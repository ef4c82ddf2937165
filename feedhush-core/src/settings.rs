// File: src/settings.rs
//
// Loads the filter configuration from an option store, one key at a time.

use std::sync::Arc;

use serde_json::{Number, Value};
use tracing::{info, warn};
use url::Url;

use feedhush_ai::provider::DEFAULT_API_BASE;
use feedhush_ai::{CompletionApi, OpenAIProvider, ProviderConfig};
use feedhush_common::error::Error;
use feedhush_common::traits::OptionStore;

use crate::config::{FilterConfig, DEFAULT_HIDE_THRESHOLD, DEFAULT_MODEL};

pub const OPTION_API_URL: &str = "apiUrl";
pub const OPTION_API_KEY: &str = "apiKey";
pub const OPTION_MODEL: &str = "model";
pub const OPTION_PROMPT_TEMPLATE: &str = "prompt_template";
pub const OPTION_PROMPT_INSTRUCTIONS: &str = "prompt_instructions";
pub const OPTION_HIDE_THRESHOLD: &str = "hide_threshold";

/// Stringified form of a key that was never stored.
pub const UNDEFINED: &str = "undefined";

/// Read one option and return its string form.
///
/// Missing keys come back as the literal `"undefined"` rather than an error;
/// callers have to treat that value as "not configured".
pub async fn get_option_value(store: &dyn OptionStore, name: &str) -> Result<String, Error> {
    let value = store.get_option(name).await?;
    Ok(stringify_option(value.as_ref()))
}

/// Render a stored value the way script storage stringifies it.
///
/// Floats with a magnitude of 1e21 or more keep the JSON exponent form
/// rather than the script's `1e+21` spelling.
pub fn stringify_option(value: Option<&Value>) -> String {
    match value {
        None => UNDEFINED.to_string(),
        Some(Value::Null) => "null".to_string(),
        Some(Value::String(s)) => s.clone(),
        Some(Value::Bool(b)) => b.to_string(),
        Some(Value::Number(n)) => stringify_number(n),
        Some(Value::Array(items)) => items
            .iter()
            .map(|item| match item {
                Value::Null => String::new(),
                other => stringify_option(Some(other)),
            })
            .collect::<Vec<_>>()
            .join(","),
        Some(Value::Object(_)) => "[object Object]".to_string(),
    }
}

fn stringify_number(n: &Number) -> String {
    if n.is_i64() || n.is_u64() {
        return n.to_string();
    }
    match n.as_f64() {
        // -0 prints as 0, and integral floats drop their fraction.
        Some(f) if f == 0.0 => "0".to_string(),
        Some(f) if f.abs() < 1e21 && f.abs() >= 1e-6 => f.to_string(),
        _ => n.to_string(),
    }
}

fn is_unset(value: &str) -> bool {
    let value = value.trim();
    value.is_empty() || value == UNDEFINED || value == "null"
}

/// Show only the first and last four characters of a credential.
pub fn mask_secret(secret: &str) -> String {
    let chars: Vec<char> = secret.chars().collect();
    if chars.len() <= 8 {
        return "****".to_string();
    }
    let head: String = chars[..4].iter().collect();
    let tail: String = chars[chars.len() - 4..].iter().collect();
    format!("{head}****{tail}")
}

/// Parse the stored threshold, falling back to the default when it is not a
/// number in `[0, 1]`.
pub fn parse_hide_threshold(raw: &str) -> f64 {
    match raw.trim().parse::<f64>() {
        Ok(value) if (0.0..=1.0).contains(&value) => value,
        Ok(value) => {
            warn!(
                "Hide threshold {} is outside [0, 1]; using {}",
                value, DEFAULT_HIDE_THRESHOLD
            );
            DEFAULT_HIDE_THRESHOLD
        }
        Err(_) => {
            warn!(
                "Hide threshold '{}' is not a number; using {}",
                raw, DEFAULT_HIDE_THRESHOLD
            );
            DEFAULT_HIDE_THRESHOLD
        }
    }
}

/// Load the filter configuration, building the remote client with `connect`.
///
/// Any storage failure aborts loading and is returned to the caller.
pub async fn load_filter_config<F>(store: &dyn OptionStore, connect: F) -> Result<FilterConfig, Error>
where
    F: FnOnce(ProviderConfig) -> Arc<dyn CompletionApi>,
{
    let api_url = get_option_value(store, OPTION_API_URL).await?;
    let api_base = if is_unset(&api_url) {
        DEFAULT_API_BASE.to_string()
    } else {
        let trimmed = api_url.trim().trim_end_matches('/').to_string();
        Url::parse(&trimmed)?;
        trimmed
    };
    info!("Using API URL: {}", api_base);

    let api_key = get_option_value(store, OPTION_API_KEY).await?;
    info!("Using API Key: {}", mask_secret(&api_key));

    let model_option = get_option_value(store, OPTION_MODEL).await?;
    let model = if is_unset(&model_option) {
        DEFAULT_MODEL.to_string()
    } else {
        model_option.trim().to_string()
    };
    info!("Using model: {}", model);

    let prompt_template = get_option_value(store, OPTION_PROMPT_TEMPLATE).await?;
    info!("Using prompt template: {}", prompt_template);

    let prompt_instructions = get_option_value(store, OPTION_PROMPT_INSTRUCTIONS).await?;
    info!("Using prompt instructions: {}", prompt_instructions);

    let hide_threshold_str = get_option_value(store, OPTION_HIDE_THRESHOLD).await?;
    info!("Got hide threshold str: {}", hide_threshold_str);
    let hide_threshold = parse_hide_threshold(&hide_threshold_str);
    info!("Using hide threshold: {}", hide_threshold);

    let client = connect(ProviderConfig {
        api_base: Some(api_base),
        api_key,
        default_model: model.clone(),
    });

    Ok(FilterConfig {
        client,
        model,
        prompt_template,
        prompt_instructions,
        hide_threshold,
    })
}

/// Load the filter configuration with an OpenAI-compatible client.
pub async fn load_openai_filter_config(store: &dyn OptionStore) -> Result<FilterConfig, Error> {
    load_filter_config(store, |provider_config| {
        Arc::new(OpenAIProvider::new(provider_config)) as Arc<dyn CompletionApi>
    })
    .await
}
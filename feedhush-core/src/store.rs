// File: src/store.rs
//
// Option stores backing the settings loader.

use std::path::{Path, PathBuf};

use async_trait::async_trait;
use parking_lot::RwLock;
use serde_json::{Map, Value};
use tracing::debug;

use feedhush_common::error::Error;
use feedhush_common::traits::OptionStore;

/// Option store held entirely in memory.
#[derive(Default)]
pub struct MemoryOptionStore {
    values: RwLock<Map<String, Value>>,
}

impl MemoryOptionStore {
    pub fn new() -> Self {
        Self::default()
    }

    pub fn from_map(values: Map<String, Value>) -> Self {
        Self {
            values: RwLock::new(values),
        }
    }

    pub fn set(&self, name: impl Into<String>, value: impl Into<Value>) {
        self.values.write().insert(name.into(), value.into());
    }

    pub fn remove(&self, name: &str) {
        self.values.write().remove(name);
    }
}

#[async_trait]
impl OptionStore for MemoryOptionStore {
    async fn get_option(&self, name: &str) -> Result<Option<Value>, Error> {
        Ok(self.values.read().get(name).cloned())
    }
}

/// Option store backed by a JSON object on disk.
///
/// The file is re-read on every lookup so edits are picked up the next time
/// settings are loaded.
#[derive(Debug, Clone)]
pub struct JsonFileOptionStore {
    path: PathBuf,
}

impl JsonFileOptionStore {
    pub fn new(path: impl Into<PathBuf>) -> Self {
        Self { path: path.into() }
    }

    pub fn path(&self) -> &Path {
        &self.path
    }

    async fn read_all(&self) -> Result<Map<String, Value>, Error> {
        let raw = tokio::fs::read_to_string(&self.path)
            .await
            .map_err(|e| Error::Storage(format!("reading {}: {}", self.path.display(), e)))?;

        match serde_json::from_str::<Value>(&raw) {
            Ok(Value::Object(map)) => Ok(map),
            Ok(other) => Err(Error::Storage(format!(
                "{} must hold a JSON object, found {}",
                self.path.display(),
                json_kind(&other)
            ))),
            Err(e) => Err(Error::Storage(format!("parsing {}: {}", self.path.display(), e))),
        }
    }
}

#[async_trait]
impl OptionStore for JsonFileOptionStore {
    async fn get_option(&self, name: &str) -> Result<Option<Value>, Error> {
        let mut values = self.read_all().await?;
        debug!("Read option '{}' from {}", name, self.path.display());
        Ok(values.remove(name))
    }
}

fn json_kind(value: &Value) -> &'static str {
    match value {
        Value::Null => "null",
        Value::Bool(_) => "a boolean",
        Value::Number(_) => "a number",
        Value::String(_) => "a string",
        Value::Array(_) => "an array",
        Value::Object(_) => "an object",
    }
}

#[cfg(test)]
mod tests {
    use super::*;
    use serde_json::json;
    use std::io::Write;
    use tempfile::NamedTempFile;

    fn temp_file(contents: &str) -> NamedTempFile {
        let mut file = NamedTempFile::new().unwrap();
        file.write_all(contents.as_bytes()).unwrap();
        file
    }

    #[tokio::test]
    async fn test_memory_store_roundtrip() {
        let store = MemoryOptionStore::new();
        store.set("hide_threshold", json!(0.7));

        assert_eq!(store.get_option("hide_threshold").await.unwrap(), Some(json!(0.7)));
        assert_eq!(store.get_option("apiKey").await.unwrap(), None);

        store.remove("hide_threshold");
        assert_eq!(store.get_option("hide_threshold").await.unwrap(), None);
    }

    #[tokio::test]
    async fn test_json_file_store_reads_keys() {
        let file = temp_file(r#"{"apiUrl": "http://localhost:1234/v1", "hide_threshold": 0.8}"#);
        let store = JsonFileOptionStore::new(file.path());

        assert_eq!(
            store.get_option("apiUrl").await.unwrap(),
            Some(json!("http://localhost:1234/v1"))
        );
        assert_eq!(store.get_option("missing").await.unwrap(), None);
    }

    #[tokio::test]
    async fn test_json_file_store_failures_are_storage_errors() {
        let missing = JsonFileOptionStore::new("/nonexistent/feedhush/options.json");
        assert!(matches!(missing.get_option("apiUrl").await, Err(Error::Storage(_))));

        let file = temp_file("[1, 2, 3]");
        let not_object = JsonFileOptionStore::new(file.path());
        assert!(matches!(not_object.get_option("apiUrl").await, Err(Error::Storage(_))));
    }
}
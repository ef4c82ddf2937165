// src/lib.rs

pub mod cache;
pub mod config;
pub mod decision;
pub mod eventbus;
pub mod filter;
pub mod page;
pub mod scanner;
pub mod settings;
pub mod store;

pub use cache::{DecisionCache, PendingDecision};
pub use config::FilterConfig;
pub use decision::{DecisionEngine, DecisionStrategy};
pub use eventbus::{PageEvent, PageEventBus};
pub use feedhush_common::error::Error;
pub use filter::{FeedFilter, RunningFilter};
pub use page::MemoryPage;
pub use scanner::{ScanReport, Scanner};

######

• **Activity**
Only the lines above from the line containing "raw, DEFAULT_HIDE_THRESHOLD" through the line containing "let api_url = get_option_value(store, OPTION_API_URL).await?;" should be retyped, exactly and with both ends included.

• **Response**
                raw, DEFAULT_HIDE_THRESHOLD
            );
            DEFAULT_HIDE_THRESHOLD
        }
    }
}

/// Load the filter configuration, building the remote client with `connect`.
///
/// Any storage failure aborts loading and is returned to the caller.
pub async fn load_filter_config<F>(store: &dyn OptionStore, connect: F) -> Result<FilterConfig, Error>
where
    F: FnOnce(ProviderConfig) -> Arc<dyn CompletionApi>,
{
    let api_url = get_option_value(store, OPTION_API_URL).await?;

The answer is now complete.